Brasilien. Frankreich: 2 Punkte; Irland: 4 Punkte; Deutschland: 6 Punkte ... Dies sind nicht etwa die Ergebnisse des diesjaehrigen Eurovision Song Contests, sondern die Gewichte der vom Franzosen Vinzent, Eoin und mir gefangenen Pfauenbarsche in Kilogramm! Einen 6 Kg schweren Barsch in ein kleines Paddelboot zu befoerdern ist nichts anderes als ein Kampf - unvorstellbar wieviel Kraft diese Fische haben. Ihr muesst langsam denken, dass sich hier schon wieder alles ums Angeln dreht. Ich kann euch aber beruhigen: Dies ist, abgesehen von dem ebenfalls gefangenen Katzenhai, nicht der Fall.

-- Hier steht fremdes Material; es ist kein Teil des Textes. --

use crate::error::Result;
use std::fs::File;
use std::path::Path;
use tracing_subscriber::{
    filter::LevelFilter,
    fmt::{self},
    prelude::*,
};

fn level_filter(verbosity: u8, quiet: bool) -> LevelFilter {
    if quiet {
        return LevelFilter::OFF;
    }
    match verbosity {
        0 => LevelFilter::WARN,
        1 => LevelFilter::INFO,
        2 => LevelFilter::DEBUG,
        _ => LevelFilter::TRACE,
    }
}

/// Installs the global subscriber.
///
/// Everything goes to stderr: stdout carries the protocol.
pub fn setup_logging(verbosity: u8, quiet: bool, log_file: Option<&Path>) -> Result<()> {
    let stderr_layer = fmt::layer()
        .with_writer(std::io::stderr)
        .with_ansi(true)
        .with_target(false)
        .compact();

    let subscriber = tracing_subscriber::registry()
        .with(level_filter(verbosity, quiet))
        .with(stderr_layer);

    if let Some(path) = log_file {
        let file = File::create(path)?;

        let file_layer = fmt::layer()
            .with_writer(file)
            .with_ansi(false)
            .with_thread_ids(true)
            .with_target(true);

        subscriber.with(file_layer).init();
    } else {
        subscriber.init();
    }

    Ok(())
}

#[cfg(test)]
mod tests {
    use super::*;
    use crate::error::WorkerError;
    use serial_test::serial;
    use std::sync::Once;
    use tracing::{debug, error, info, trace, warn};

    static INIT: Once = Once::new();

    fn ensure_global_logger_is_set() {
        INIT.call_once(|| {
            setup_logging(3, false, None).expect("Failed to set up global logger for tests");
        });
    }

    #[test]
    fn verbosity_maps_to_levels() {
        assert_eq!(level_filter(0, false), LevelFilter::WARN);
        assert_eq!(level_filter(1, false), LevelFilter::INFO);
        assert_eq!(level_filter(2, false), LevelFilter::DEBUG);
        assert_eq!(level_filter(7, false), LevelFilter::TRACE);
        assert_eq!(level_filter(3, true), LevelFilter::OFF);
    }

    #[test]
    #[serial]
    fn initialization_and_macros_work() {
        ensure_global_logger_is_set();

        error!("This is an error");
        warn!("This is a warning");
        info!(steps = 10, "This is info");
        debug!("This is debug");
        trace!("This is trace");
    }

    #[test]
    #[serial]
    fn file_layer_writes_plain_text_with_thread_ids() {
        let temp_dir = tempfile::tempdir().unwrap();
        let log_path = temp_dir.path().join("worker.log");

        let file = File::create(&log_path).unwrap();
        let file_layer = fmt::layer()
            .with_writer(file)
            .with_ansi(false)
            .with_thread_ids(true);
        let subscriber = tracing_subscriber::registry().with(file_layer);

        tracing::subscriber::with_default(subscriber, || {
            debug!(seed = 42, "Engine seeded.");
        });

        let content = std::fs::read_to_string(log_path).unwrap();
        assert!(content.contains("Engine seeded."));
        assert!(content.contains("seed=42"));
        assert!(content.contains("DEBUG"));
        assert!(content.contains("ThreadId"));
    }

    #[test]
    #[serial]
    fn invalid_log_file_path_propagates_error() {
        let temp_dir = tempfile::tempdir().unwrap();
        let result = setup_logging(0, false, Some(temp_dir.path()));
        assert!(matches!(result, Err(WorkerError::Io(_))));
    }
}
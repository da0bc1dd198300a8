//! # Workflows Module
//!
//! Complete sampling procedures built on the [`engine`](crate::engine).
//!
//! ## Architecture
//!
//! - **Simulation Workflow** ([`simulate`]) - Batched runs with optional
//!   temperature and field ramps, pausing at every checkpoint so the caller can
//!   report progress or cancel.

pub mod simulate;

In den letzten vier Tagen unternahmen wir eine Exkursion in den Amazonas-Jungle. Obwohl der Wasserstand momentan sehr niedrig ist, war es ein aeusserst erlebnisreicher Trip. Wir starteten die Tour am Zusammenfluss von Rio Negro und Rio Solimoes, wo sich der Amazonas bildet. Aufgrund unterschiedlicher Temperaturen und Fliessgeschwindigkeiten beider Fluesse, vermischen sich diese nicht sofort und man sieht ein bizarres Nebeneinanderherfliessen von dunklem und hellem Wasser.

Neben diversen Wanderungen, bei denen wir die in jeder Hinsicht gigantische Flora und Fauna entdeckten, uebernachteten wir bei Lagerfeuer und in Haengematten direkt im Jungle. Ferner verbrachten wir einen Tag bei Einheimischen in einem sehr abgelegenen, idyllischen Dorf und konnten deren Alltag miterleben - eine surreale Erfahrung: Geschlafen haben wir beispielsweise neben Huehnern, Hunden und Katzen in deren Kueche und zum Fruestueck bekam das fuenfjahrige Maedchen neben mir eine grosse Tasse Kaffe und geraeucherten Fisch.